Task objective —
The lines to copy are those in the records below that hold the word "impl".
____ Records for the exercise
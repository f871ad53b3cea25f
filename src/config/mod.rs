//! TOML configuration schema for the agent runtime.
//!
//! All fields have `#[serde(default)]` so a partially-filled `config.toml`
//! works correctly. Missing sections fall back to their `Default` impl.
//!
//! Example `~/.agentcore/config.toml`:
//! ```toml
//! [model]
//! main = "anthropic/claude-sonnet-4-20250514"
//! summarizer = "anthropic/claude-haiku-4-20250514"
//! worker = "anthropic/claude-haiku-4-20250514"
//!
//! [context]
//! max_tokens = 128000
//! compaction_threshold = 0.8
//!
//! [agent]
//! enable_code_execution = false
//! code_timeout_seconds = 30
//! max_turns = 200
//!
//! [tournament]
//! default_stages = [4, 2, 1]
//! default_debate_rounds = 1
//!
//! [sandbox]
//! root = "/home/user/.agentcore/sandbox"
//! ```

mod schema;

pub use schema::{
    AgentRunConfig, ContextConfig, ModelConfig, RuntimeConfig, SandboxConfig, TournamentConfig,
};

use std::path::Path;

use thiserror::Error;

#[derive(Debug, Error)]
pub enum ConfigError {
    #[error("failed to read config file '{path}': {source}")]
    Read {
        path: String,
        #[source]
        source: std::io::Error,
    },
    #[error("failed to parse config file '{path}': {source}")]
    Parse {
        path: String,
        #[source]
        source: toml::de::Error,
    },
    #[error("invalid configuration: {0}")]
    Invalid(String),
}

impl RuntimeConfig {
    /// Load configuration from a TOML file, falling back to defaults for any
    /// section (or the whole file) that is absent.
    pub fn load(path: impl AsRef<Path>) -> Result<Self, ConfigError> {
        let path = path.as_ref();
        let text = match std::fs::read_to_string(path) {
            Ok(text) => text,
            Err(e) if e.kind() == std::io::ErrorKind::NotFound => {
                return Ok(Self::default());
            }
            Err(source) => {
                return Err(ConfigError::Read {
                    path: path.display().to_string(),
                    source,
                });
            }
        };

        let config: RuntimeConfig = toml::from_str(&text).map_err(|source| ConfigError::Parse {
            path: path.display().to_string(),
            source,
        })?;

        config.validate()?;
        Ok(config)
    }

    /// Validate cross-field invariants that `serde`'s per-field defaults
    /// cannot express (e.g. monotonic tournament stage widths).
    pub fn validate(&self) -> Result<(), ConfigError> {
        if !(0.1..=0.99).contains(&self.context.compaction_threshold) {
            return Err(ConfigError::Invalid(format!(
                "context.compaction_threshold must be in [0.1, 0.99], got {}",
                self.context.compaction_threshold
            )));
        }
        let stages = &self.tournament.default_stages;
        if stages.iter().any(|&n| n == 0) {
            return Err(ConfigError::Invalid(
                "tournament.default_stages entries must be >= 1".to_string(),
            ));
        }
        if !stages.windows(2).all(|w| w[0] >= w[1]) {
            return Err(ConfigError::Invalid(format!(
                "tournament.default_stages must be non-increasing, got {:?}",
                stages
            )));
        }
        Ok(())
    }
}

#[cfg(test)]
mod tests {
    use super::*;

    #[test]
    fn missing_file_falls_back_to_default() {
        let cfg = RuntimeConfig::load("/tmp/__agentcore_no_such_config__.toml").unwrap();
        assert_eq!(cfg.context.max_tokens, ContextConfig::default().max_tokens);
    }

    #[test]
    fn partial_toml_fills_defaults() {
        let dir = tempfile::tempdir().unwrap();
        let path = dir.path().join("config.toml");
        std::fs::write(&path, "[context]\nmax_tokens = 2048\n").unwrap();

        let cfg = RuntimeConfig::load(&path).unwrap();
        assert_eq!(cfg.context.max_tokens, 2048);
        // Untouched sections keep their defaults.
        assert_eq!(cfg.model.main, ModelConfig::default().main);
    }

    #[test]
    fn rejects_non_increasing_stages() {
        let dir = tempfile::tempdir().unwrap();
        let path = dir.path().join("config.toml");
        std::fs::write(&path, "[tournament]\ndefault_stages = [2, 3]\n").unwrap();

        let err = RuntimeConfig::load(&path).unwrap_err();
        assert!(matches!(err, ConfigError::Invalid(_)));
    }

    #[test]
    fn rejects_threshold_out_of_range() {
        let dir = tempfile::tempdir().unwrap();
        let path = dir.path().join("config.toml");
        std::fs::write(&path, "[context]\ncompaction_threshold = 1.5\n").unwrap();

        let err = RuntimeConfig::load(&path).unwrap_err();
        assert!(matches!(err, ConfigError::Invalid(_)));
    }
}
________
____ Records for the exercise
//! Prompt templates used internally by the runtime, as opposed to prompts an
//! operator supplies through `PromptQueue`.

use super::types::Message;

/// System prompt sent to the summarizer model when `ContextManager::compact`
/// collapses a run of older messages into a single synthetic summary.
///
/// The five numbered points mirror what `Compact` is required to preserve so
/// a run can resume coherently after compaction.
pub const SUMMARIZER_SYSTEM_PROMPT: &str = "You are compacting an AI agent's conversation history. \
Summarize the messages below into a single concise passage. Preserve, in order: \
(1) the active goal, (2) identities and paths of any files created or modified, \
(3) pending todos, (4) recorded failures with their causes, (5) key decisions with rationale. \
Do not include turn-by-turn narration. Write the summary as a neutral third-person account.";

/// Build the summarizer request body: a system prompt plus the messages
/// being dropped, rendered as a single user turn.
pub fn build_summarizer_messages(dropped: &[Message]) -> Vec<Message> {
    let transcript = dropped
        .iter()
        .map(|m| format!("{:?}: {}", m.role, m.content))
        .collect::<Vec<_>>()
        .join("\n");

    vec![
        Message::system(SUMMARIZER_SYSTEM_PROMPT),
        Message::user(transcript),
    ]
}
________
Result of the exercise —
//! works correctly. Missing sections fall back to their `Default` impl.
impl RuntimeConfig {
    pub fn load(path: impl AsRef<Path>) -> Result<Self, ConfigError> {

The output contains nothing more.